Exercise aim ▸ Using the entries that follow, state how many lines contain the word "release". The response is that number and nothing more.

[Saved data entries]
================

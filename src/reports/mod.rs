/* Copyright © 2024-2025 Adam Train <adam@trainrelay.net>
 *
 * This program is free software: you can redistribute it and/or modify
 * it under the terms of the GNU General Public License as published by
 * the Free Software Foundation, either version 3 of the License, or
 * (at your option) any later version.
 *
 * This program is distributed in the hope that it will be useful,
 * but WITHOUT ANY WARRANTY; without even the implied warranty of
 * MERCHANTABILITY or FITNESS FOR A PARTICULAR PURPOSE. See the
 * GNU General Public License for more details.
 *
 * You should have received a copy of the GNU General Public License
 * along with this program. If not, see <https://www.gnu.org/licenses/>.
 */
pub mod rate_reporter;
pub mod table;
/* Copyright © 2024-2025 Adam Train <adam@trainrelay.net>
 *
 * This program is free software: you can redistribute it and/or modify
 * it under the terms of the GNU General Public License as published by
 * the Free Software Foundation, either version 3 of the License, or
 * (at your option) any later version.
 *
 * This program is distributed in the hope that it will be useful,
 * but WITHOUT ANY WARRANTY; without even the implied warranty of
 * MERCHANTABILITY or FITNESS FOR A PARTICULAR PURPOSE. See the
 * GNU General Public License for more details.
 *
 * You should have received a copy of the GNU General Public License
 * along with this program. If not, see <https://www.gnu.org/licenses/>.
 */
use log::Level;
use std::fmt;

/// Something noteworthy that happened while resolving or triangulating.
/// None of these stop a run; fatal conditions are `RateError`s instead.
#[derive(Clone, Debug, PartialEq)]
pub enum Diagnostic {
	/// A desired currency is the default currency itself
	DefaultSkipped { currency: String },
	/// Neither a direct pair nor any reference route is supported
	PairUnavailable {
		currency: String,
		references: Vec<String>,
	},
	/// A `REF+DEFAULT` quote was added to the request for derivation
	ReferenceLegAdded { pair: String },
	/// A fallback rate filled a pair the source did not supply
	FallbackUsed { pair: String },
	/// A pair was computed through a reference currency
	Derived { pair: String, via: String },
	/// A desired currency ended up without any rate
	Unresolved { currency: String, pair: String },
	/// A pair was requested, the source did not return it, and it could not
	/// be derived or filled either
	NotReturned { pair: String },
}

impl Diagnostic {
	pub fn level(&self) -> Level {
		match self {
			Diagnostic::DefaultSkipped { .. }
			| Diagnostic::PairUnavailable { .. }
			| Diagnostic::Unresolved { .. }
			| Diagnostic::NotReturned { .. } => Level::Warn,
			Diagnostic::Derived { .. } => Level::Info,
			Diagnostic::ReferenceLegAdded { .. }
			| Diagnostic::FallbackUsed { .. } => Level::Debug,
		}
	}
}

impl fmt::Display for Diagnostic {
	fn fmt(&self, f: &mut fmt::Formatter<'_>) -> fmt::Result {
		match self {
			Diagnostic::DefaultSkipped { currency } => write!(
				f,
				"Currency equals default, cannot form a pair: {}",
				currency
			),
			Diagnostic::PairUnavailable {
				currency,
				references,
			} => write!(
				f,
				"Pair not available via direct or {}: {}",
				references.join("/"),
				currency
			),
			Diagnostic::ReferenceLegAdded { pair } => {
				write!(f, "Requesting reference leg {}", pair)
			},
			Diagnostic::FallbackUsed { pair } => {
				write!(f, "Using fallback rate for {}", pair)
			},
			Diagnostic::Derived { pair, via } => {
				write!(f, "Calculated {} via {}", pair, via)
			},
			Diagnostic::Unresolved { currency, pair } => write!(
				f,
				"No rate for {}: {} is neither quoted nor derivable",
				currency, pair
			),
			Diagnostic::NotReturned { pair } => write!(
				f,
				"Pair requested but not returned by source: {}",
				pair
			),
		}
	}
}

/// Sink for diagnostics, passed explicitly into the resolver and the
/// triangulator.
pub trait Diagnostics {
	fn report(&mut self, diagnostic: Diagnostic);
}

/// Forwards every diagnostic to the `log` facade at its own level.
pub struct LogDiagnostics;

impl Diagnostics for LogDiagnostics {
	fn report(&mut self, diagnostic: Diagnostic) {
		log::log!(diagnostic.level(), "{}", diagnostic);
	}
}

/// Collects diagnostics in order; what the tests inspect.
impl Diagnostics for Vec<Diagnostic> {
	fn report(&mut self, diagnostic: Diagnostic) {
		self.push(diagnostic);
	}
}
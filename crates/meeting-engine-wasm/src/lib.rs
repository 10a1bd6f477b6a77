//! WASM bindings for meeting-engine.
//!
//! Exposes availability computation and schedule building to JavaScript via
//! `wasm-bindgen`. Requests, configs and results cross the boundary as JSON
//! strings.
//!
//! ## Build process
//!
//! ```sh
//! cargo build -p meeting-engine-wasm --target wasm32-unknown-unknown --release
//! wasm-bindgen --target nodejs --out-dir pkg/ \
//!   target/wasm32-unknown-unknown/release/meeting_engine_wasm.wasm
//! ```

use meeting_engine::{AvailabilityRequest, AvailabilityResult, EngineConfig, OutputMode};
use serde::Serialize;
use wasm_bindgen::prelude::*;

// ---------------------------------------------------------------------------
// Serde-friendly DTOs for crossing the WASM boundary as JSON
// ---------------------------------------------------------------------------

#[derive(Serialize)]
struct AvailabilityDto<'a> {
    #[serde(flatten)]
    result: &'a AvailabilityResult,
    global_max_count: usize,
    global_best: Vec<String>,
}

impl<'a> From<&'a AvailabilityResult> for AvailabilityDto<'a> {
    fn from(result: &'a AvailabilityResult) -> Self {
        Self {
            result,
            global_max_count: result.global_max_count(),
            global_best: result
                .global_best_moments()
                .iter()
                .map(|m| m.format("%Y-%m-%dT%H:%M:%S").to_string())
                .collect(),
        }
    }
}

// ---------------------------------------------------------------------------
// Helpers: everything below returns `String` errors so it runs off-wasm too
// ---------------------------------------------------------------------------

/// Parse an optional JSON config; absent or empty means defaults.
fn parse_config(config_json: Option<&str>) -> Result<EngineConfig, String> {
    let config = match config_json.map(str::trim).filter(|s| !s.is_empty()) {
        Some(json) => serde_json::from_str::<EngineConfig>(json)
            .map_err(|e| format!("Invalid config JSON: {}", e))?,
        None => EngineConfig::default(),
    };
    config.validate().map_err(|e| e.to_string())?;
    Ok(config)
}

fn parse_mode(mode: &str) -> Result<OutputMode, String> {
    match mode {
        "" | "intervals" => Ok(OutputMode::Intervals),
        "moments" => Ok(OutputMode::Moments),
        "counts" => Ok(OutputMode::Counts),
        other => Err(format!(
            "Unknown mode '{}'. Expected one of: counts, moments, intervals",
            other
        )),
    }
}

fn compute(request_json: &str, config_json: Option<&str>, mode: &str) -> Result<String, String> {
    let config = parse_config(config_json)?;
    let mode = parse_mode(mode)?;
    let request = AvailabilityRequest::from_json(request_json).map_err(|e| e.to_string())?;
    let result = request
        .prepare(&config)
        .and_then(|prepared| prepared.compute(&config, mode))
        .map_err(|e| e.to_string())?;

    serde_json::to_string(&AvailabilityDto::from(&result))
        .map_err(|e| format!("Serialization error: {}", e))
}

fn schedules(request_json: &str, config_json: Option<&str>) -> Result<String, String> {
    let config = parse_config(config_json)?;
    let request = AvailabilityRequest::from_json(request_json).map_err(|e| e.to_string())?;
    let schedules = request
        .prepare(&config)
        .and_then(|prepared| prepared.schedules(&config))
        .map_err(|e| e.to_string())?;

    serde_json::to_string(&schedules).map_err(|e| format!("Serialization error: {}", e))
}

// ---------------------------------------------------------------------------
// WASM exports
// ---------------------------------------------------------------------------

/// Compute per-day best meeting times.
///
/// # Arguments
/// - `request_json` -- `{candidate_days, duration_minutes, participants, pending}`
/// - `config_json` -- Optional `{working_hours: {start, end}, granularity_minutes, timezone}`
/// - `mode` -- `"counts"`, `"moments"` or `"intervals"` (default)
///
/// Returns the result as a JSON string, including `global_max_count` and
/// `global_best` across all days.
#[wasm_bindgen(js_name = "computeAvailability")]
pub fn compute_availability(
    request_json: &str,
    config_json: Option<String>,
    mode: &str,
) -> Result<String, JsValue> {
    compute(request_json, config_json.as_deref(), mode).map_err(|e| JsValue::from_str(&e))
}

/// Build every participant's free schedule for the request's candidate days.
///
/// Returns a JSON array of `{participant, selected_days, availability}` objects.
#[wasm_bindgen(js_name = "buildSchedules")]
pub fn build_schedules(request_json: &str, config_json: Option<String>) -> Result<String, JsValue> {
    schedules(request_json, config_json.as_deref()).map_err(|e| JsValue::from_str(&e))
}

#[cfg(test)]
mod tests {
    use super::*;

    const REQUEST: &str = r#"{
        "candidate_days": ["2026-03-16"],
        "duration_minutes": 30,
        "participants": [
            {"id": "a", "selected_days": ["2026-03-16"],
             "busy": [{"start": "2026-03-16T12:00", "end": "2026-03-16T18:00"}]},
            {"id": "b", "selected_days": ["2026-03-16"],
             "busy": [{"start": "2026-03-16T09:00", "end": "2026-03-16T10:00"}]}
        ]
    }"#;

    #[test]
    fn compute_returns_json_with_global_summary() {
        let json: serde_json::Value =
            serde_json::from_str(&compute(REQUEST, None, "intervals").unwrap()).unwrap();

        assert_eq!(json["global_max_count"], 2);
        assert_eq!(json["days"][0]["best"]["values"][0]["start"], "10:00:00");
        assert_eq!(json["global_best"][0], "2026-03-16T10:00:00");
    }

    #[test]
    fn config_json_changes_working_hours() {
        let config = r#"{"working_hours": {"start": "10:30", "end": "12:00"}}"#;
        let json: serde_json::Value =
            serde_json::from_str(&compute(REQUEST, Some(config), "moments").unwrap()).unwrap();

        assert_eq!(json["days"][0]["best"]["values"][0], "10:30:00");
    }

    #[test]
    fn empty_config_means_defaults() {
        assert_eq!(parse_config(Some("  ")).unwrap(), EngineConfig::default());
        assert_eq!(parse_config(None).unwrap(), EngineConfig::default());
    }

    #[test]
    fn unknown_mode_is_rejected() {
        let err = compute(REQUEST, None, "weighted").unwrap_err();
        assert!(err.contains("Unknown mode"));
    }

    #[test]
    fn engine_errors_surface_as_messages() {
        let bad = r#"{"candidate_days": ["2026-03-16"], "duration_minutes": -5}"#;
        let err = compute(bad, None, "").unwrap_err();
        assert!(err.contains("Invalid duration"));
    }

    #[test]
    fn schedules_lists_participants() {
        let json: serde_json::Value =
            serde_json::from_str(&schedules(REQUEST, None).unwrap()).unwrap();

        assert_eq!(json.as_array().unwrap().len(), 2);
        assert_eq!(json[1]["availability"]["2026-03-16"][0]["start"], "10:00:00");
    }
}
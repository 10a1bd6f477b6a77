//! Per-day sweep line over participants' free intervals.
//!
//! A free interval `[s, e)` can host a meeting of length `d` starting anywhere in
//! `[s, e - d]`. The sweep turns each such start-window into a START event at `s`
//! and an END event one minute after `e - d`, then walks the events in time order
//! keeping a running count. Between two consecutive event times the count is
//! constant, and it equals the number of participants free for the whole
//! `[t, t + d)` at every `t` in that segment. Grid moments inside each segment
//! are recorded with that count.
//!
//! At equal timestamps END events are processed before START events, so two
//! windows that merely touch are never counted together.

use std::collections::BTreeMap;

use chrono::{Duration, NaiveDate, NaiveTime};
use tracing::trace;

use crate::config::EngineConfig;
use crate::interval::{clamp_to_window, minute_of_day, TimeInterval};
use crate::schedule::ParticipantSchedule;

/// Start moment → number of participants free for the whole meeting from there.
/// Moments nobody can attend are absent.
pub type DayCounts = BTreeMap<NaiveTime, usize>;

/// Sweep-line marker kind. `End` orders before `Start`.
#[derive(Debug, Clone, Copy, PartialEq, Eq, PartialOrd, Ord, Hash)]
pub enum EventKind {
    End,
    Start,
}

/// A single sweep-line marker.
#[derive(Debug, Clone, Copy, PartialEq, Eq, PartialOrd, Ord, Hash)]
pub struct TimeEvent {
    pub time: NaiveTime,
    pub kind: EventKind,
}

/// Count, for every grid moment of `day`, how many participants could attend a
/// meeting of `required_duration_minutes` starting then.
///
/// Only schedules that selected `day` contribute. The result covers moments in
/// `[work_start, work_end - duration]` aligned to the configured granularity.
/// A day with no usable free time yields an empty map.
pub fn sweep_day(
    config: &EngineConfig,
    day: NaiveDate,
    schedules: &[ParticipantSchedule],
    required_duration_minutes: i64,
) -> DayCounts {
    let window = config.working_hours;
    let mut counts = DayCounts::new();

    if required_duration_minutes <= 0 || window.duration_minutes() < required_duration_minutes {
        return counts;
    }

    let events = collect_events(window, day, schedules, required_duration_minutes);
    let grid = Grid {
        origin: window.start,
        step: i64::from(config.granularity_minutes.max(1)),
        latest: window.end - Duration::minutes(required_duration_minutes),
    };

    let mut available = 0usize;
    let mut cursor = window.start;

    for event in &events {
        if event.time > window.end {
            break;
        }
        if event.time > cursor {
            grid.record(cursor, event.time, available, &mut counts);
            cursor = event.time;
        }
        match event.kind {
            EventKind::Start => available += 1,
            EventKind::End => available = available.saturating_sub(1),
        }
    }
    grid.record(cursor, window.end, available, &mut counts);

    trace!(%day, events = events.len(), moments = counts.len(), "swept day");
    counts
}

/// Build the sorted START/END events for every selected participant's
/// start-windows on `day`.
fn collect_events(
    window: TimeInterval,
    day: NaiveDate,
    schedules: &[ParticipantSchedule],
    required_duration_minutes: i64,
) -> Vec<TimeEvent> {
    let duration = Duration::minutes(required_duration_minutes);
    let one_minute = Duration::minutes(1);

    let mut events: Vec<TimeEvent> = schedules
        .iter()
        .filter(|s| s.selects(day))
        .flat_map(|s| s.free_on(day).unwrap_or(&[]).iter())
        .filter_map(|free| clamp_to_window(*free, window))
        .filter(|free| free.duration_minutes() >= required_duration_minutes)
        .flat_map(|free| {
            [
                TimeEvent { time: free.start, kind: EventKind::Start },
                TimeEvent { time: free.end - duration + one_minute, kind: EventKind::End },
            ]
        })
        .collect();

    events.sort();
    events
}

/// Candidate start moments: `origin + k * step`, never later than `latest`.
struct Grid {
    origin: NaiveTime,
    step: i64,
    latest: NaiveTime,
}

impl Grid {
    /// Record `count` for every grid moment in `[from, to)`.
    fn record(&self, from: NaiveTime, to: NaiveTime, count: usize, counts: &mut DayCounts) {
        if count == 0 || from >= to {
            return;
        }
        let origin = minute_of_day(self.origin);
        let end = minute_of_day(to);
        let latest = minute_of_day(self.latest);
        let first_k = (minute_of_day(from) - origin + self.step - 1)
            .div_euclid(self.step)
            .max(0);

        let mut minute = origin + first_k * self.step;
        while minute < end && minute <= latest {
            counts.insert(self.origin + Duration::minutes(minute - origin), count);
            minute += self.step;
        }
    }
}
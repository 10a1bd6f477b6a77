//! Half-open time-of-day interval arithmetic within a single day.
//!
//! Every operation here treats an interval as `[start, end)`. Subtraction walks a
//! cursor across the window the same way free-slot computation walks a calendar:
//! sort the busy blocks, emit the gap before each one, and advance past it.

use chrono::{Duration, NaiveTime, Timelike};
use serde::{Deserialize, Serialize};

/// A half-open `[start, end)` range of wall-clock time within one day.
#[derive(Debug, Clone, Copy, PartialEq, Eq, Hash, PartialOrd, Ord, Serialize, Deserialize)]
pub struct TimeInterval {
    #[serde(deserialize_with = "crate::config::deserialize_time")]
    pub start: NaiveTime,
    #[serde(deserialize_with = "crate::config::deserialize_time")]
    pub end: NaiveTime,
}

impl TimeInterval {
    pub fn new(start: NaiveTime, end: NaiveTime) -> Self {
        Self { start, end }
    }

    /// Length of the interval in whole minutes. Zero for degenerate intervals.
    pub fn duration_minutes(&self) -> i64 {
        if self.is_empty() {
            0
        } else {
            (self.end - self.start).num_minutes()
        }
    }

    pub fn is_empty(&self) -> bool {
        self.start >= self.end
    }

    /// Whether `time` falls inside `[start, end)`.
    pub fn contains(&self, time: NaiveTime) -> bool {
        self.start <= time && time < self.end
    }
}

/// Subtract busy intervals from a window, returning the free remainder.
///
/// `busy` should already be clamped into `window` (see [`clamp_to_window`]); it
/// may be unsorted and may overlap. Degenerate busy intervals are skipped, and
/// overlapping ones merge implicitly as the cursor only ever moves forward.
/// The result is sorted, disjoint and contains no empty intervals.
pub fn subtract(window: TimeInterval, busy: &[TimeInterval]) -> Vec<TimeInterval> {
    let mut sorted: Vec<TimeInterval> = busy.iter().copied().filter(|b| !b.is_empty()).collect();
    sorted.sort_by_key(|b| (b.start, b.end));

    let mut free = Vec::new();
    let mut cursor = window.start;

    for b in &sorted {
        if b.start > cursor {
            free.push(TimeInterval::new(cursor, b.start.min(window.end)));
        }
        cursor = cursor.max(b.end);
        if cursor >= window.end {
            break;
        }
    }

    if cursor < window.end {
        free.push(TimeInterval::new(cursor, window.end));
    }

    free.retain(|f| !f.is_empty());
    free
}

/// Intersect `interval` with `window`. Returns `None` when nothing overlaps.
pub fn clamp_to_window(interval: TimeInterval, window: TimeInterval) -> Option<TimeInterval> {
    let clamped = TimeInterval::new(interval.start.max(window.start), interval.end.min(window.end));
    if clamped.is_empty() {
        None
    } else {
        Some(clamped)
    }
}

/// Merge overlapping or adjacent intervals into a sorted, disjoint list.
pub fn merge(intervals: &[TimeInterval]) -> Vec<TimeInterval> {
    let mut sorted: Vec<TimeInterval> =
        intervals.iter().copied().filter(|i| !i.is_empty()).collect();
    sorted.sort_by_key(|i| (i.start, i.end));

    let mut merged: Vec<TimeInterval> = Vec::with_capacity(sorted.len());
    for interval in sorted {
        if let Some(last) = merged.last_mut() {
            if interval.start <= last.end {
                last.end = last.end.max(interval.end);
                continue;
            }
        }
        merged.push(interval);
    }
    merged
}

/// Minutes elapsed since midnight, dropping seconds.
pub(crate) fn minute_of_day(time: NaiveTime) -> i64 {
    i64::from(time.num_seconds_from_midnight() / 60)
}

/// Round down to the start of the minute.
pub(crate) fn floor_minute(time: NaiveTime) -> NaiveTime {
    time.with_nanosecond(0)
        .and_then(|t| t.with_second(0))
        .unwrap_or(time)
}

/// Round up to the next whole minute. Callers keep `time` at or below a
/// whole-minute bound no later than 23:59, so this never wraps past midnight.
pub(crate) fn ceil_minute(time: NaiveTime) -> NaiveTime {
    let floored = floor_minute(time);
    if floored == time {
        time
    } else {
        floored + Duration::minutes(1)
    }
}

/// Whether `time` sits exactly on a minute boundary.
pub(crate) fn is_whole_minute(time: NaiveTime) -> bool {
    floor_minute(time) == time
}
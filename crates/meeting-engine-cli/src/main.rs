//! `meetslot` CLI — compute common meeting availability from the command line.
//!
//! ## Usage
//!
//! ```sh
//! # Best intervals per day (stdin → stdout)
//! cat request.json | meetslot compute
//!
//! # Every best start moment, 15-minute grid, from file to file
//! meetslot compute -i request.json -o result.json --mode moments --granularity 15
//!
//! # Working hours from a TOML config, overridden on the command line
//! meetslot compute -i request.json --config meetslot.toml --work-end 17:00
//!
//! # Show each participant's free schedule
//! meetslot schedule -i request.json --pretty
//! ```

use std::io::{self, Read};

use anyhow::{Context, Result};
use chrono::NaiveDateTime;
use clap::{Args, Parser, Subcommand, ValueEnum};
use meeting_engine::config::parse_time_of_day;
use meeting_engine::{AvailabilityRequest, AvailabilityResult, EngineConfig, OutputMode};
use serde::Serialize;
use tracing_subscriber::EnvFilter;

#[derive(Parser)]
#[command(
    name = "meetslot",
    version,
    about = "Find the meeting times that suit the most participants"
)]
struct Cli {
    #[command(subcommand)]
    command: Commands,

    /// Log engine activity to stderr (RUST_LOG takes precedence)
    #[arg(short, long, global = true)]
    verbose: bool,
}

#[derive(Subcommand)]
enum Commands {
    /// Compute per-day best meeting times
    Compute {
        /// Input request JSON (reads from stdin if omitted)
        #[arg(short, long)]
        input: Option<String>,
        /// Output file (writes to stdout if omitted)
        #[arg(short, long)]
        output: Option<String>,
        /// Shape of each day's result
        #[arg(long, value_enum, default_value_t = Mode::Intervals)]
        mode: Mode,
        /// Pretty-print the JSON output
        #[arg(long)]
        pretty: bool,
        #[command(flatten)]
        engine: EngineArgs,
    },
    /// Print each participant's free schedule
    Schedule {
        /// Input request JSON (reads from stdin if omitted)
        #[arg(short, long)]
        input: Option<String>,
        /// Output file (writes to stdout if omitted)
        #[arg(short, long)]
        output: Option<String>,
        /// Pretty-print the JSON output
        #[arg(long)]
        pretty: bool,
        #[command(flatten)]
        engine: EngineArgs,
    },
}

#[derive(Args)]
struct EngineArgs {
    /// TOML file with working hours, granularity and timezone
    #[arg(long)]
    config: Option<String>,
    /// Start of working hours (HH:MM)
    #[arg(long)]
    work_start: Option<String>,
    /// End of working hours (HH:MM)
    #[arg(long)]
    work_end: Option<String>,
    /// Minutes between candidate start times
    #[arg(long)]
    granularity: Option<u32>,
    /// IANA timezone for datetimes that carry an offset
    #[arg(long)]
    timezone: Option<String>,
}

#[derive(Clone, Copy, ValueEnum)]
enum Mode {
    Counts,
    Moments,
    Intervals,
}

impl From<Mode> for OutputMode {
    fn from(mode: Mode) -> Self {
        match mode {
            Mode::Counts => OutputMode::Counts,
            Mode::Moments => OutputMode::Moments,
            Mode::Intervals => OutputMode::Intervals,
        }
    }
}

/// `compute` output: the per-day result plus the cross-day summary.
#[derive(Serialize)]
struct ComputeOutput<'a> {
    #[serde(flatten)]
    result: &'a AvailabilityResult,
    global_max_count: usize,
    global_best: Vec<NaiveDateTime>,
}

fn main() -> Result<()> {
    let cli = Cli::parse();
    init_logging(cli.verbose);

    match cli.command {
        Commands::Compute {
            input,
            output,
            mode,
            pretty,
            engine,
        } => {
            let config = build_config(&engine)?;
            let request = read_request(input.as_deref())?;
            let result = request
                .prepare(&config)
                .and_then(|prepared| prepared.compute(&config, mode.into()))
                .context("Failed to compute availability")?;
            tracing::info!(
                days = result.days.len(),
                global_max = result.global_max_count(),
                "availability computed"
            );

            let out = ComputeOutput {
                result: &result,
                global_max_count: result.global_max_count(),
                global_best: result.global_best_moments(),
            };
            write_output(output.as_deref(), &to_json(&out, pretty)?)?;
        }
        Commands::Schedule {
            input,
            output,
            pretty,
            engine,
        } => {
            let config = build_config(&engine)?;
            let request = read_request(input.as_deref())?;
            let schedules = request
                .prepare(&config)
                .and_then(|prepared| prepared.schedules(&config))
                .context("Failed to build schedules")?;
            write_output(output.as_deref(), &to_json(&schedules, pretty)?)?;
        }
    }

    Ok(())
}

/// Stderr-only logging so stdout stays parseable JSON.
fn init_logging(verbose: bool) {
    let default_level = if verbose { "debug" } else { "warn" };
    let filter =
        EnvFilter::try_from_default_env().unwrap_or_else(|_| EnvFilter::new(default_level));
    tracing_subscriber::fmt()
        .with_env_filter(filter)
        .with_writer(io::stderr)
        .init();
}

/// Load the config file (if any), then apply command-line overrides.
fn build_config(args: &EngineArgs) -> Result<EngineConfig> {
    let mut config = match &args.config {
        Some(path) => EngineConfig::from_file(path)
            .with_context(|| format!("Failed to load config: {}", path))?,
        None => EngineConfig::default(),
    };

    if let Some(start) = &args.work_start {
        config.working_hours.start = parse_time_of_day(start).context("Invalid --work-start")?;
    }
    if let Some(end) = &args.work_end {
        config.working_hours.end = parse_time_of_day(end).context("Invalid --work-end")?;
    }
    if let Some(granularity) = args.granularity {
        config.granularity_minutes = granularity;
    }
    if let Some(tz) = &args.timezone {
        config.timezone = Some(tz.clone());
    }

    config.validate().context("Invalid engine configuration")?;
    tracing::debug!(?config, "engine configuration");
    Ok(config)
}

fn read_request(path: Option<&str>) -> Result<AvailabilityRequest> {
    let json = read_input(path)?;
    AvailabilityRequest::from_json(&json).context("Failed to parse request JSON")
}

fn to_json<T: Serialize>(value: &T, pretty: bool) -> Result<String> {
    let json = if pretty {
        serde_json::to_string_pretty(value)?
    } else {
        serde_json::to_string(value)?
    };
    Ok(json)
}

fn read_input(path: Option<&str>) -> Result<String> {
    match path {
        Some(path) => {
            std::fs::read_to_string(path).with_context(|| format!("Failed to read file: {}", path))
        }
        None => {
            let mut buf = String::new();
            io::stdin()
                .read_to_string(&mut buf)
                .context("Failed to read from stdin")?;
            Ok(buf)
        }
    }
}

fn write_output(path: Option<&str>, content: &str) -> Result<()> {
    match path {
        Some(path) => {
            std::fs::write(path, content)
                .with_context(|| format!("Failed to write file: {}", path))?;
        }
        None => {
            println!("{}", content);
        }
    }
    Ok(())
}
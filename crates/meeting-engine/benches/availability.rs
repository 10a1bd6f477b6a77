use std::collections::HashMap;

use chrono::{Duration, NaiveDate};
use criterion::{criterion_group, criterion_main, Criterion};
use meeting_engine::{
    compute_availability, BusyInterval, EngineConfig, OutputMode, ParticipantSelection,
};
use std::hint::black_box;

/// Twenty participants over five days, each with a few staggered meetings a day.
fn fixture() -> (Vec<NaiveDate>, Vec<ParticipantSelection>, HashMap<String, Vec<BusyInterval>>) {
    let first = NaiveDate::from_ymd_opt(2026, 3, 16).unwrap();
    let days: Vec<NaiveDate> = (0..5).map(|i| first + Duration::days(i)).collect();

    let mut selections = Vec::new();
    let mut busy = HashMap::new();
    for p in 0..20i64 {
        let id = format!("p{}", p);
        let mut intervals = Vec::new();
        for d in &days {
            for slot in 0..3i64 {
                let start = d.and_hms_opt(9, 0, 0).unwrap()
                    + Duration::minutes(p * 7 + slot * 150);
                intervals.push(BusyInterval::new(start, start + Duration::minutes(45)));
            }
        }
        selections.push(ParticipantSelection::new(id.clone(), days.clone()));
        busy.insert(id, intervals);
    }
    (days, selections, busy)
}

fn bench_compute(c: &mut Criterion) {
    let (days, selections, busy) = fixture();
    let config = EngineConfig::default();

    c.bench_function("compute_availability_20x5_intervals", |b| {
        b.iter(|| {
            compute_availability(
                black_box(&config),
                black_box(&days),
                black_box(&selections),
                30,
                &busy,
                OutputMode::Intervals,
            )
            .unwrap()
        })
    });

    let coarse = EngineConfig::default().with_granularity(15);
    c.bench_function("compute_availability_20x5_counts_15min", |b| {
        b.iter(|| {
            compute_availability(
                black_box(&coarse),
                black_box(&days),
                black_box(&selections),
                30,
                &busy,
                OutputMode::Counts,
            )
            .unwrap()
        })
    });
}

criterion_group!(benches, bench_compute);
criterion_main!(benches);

================

Response to this task ▸ 2